Mike Delia: Skiing with the Grandkids Thanks to CAR T-Cell Therapy
In summer 2016, after my non-Hodgkin lymphoma relapsed for the third time, I chose to participate in a clinical trial testing a new immunotherapy. It was a CAR T-cell therapy now called axicabtagene ciloleucel (Yescarta). I chose this option because I felt that it was my only chance to get rid of the cancer for the rest of my life. Since receiving the treatment I’ve been cancer free, and earlier this year I fulfilled my dream of skiing in Sun Valley, Idaho, with my kids and grandkids.
I was diagnosed with large B-cell lymphoma, a type of non-Hodgkin lymphoma, in February 2014. However, I first noticed something was wrong the previous fall. I am an avid skier, and I was in the gym training for the upcoming ski season when I felt a lump in my right groin. My doctor initially thought I had aggravated a cyst. But after the lump grew from the size of a marble to the size of a small potato in less than four months, he sent me for a biopsy.
The biopsy showed that I had non-Hodgkin lymphoma. Then a CT scan revealed cancer not only in my right groin, but also in both lungs and in a couple of places on both sides of my lower back. This meant the non-Hodgkin lymphoma was stage III.
The diagnosis was a huge surprise because I didn’t have any symptoms other than the lump, but I attribute it to being exposed to Agent Orange while serving as a helicopter pilot during the Vietnam War; I just can’t prove it.
Despite the surprise, my initial reaction was, “Let’s take care of it right away.” I was convinced that I would beat it. I think that my military background – I finally retired as a full colonel from the U.S. Air Force in 1992 – had a lot to do with this.
I opted to be treated here in Maine and started the standard treatment of chemotherapy and rituximab (Rituxan). However, I had a bad reaction to rituximab during the first infusion so I just continued with the cocktail of chemotherapy drugs. This seemed to work and I was free of cancer for a few months.
Unfortunately, in early 2015, the cancer relapsed in my right groin. More chemotherapy appeared to eliminate the cancer, but it returned in the same area in the summer of 2015. This time, radiation treatment seemed to clear the cancer, but it relapsed for the third time in early 2016.

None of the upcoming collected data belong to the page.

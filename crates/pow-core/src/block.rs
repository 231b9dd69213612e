//! Block header construction and serialization.

use crate::codec::{write_varint, CodecError, Reader};
use crate::difficulty::bits_to_target;
use crate::hash::double_sha256;
use crate::merkle::MerkleTree;
use crate::sha256::{RawDigest, Sha256};
use crate::template::{BlockTemplate, TemplateError};
use crate::transaction::{PubKeyHash, Transaction};
use crate::Result;

/// Size of a block header in bytes.
pub const BLOCK_HEADER_SIZE: usize = 80;

/// Size of the header without its trailing nonce.
pub const HEADER_PREFIX_SIZE: usize = 76;

/// A block header (80 bytes).
#[derive(Debug, Clone, Copy, Default, PartialEq, Eq)]
pub struct BlockHeader {
    /// Block version.
    pub version: i32,
    /// Hash of the previous block (internal byte order).
    pub prev_block_hash: RawDigest,
    /// Merkle root of all transactions.
    pub merkle_root: RawDigest,
    /// Block timestamp (Unix time).
    pub time: u32,
    /// Difficulty target in compact "bits" format.
    pub bits: u32,
    /// Nonce for proof of work.
    pub nonce: u32,
}

impl BlockHeader {
    /// Create a new block header with a zero nonce.
    pub fn new(
        version: i32,
        prev_block_hash: RawDigest,
        merkle_root: RawDigest,
        time: u32,
        bits: u32,
    ) -> Self {
        BlockHeader {
            version,
            prev_block_hash,
            merkle_root,
            time,
            bits,
            nonce: 0,
        }
    }

    /// Serialize the block header to 80 bytes.
    pub fn serialize(&self) -> [u8; BLOCK_HEADER_SIZE] {
        let mut header = [0u8; BLOCK_HEADER_SIZE];
        header[..HEADER_PREFIX_SIZE].copy_from_slice(&self.serialize_without_nonce());

        // Nonce (4 bytes, little-endian)
        header[76..80].copy_from_slice(&self.nonce.to_le_bytes());

        header
    }

    /// Serialize the header without the nonce (76 bytes).
    /// Used for mining where only the nonce changes.
    pub fn serialize_without_nonce(&self) -> [u8; HEADER_PREFIX_SIZE] {
        let mut header = [0u8; HEADER_PREFIX_SIZE];

        // Version (4 bytes, little-endian)
        header[0..4].copy_from_slice(&self.version.to_le_bytes());

        // Previous block hash (32 bytes, internal byte order)
        header[4..36].copy_from_slice(&self.prev_block_hash);

        // Merkle root (32 bytes)
        header[36..68].copy_from_slice(&self.merkle_root);

        // Timestamp (4 bytes, little-endian)
        header[68..72].copy_from_slice(&self.time.to_le_bytes());

        // Bits (4 bytes, little-endian)
        header[72..76].copy_from_slice(&self.bits.to_le_bytes());

        header
    }

    pub fn decode(reader: &mut Reader<'_>) -> std::result::Result<Self, CodecError> {
        Ok(BlockHeader {
            version: reader.read_i32()?,
            prev_block_hash: reader.read_digest()?,
            merkle_root: reader.read_digest()?,
            time: reader.read_u32()?,
            bits: reader.read_u32()?,
            nonce: reader.read_u32()?,
        })
    }

    /// Parse exactly 80 header bytes.
    pub fn deserialize(bytes: &[u8]) -> std::result::Result<Self, CodecError> {
        let mut reader = Reader::new(bytes);
        let header = Self::decode(&mut reader)?;
        reader.finish()?;
        Ok(header)
    }

    /// Hash state after absorbing every field except the nonce.
    pub fn prefix_state(&self) -> Sha256 {
        let mut state = Sha256::new();
        state.update(&self.serialize_without_nonce());
        state
    }

    /// Compute the block hash (double SHA256).
    pub fn hash(&self) -> RawDigest {
        double_sha256(&self.serialize())
    }

    /// Get the target as a 256-bit big-endian number.
    pub fn target(&self) -> [u8; 32] {
        bits_to_target(self.bits)
    }
}

/// A block under construction: header plus an ordered transaction list
/// whose ids are committed in a [`MerkleTree`].
#[derive(Debug, Clone, Default)]
pub struct Block {
    /// The block header.
    pub header: BlockHeader,
    transactions: Vec<Transaction>,
    merkle: MerkleTree,
}

impl Block {
    /// An empty block with the given version, timestamp and compact bits.
    pub fn new(version: i32, time: u32, bits: u32) -> Self {
        Block {
            header: BlockHeader::new(version, [0u8; 32], [0u8; 32], time, bits),
            transactions: Vec::new(),
            merkle: MerkleTree::new(),
        }
    }

    /// Assemble a block from a node template: a fresh coinbase paying
    /// `pubkey_hash`, followed by the template's transactions.
    pub fn from_template(
        template: &BlockTemplate,
        pubkey_hash: &PubKeyHash,
    ) -> std::result::Result<Self, TemplateError> {
        let mut block = Block::new(template.version, template.curtime, template.compact_bits()?);
        block.set_prev_block_hash(template.prev_block_hash()?);

        block.append_transaction(Transaction::coinbase(
            template.height,
            template.coinbasevalue,
            pubkey_hash,
        ));
        for tx in template.decode_transactions()? {
            block.append_transaction(tx);
        }

        block.update_header();
        Ok(block)
    }

    /// Set the previous block hash (internal byte order).
    pub fn set_prev_block_hash(&mut self, hash: RawDigest) {
        self.header.prev_block_hash = hash;
    }

    /// Append a transaction and commit its id to the Merkle tree.
    pub fn append_transaction(&mut self, tx: Transaction) {
        self.merkle.append(tx.txid());
        self.transactions.push(tx);
    }

    pub fn transactions(&self) -> &[Transaction] {
        &self.transactions
    }

    /// Current Merkle root of the transaction list.
    pub fn merkle_root(&mut self) -> RawDigest {
        self.merkle.root_hash()
    }

    /// Copy the current Merkle root into the header.
    pub fn update_header(&mut self) {
        self.header.merkle_root = self.merkle.root_hash();
    }

    /// Rewrite the coinbase extranonce, re-commit it and restart the nonce.
    pub fn set_extra_nonce(&mut self, extra_nonce: u32) -> Result<()> {
        let coinbase = self
            .transactions
            .first_mut()
            .ok_or(CodecError::MissingExtraNonce)?;
        coinbase.set_extra_nonce(extra_nonce)?;
        let txid = coinbase.txid();

        self.merkle.update(0, txid)?;
        self.update_header();
        self.header.nonce = 0;
        Ok(())
    }

    /// Serialize the complete block for submission: header, transaction
    /// count and every transaction.
    pub fn serialize(&self) -> Vec<u8> {
        let mut block = Vec::with_capacity(BLOCK_HEADER_SIZE + 9 + 250 * self.transactions.len());
        block.extend_from_slice(&self.header.serialize());
        write_varint(&mut block, self.transactions.len() as u64);
        for tx in &self.transactions {
            tx.encode(&mut block);
        }
        block
    }

    /// Get the block as hex string for submission.
    pub fn to_hex(&self) -> String {
        hex::encode(self.serialize())
    }

    /// Parse a serialized block. The header is kept exactly as read.
    pub fn deserialize(bytes: &[u8]) -> std::result::Result<Self, CodecError> {
        let mut reader = Reader::new(bytes);
        let header = BlockHeader::decode(&mut reader)?;
        let count = reader.read_count()?;

        let mut block = Block {
            header,
            transactions: Vec::with_capacity(count),
            merkle: MerkleTree::new(),
        };
        for _ in 0..count {
            block.append_transaction(Transaction::decode(&mut reader)?);
        }
        reader.finish()?;
        Ok(block)
    }

    pub fn from_hex(text: &str) -> std::result::Result<Self, CodecError> {
        Self::deserialize(&hex::decode(text.trim())?)
    }
}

Fortunately, my local oncologist was in communication with oncologists at the Dana-Farber Cancer Institute in Boston who were running a clinical trial testing a new CAR T-cell therapy for patients like me. The consensus recommendation was that I consider participating in the trial. Given that my other option was more chemotherapy, the decision to participate was a “no-brainer” for me.
The scariest thing about the trial to me was learning a whole new set of words, and understanding exactly how the treatment worked and what it would entail. I wasn’t concerned about the treatment itself.
The first step of the treatment was leukapheresis, a process that allowed the Dana-Farber team to collect my T cells. The T cells were then sent to a laboratory in Santa Monica, California, where they were genetically engineered so that they would attack the cancer. Two weeks later, the engineered cells were infused into my body. I had to stay in the hospital after the infusion so the team could monitor me. I was lucky; I did not have any of the serious side effects that others have experienced with CAR T-cell therapy. The only thing I felt was extreme fatigue during the first two or three days after the infusion. By the fifth day I felt great, and by the eighth I went home.
The CAR T-cell therapy worked. I have been cancer free for two years now and enjoying skiing as much as ever. I don’t know what the future holds because this treatment is so new. But I am hoping that it has conquered the cancer for the rest of my life.
I feel very fortunate to have participated in the clinical trial. It gave me the chance to be at the forefront of advances in cancer treatment. Funding for cancer research was key to the development of my treatment and I have confidence that with an infusion of more funds, we can surge forward and cure more people with cutting-edge new treatments.